** RECORDED DATA **
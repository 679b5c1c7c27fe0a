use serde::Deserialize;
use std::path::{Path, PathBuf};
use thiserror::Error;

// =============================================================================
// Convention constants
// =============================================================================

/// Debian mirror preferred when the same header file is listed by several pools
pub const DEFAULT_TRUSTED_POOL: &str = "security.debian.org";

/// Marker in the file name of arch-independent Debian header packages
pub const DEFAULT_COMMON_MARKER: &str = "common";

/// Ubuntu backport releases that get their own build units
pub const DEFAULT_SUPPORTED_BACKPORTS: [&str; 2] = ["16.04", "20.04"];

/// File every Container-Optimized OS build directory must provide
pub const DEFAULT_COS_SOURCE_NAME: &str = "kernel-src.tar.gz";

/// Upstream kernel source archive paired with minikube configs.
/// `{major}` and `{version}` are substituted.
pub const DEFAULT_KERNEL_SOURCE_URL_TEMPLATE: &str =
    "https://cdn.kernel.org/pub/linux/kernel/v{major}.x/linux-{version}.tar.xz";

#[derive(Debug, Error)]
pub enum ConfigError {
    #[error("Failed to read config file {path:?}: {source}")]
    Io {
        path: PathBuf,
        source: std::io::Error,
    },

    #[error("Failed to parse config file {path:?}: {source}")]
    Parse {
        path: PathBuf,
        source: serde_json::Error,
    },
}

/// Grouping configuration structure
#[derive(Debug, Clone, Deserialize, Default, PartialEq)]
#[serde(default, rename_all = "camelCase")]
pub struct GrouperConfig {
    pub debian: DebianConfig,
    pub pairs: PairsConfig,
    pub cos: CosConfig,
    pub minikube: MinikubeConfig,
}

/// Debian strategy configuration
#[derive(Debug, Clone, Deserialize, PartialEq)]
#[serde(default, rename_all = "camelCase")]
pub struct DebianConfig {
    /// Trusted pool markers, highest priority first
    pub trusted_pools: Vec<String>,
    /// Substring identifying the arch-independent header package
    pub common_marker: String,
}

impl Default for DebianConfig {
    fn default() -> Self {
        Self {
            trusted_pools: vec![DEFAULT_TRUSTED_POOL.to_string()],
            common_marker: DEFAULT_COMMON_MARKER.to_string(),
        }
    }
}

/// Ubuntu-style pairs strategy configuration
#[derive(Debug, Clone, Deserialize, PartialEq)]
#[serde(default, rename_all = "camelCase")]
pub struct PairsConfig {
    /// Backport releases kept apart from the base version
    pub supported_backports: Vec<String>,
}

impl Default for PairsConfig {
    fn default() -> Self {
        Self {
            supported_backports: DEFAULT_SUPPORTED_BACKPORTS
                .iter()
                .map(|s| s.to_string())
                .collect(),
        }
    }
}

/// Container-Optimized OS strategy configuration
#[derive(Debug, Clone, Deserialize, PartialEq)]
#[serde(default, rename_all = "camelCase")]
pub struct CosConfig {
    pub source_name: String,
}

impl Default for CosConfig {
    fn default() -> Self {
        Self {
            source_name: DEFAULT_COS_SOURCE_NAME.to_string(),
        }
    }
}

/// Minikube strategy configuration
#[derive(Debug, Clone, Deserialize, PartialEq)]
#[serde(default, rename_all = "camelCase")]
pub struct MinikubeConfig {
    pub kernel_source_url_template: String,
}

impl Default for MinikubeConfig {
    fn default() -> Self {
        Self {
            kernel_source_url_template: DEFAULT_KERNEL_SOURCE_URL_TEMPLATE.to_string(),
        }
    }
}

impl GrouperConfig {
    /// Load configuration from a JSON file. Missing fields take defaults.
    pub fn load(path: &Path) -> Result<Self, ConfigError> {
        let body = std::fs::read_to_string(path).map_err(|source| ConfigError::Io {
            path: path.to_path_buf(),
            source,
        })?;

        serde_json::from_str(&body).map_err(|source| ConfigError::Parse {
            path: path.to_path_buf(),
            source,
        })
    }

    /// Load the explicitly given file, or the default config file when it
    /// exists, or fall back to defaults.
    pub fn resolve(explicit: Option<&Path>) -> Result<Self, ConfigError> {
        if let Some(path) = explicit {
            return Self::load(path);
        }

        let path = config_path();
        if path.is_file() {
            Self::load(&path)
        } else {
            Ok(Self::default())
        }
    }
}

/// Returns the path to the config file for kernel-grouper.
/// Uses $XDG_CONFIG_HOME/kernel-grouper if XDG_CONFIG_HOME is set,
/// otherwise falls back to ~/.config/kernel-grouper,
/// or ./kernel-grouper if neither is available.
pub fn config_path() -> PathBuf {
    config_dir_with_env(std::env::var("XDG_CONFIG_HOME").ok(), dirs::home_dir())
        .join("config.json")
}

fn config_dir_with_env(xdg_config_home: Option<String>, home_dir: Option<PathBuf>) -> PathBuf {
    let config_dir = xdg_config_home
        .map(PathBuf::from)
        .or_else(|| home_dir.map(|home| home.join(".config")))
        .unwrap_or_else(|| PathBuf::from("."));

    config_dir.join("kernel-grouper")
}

** EXERCISE DESCRIPTION **
Which lines above run from the one containing "pub const DEFAULT_COMMON_MARKER: &str" to the one containing "with minikube configs."? Give them again exactly, both ends included.

** EXPECTED ANSWER **
pub const DEFAULT_COMMON_MARKER: &str = "common";

/// Ubuntu backport releases that get their own build units
pub const DEFAULT_SUPPORTED_BACKPORTS: [&str; 2] = ["16.04", "20.04"];

/// File every Container-Optimized OS build directory must provide
pub const DEFAULT_COS_SOURCE_NAME: &str = "kernel-src.tar.gz";

/// Upstream kernel source archive paired with minikube configs.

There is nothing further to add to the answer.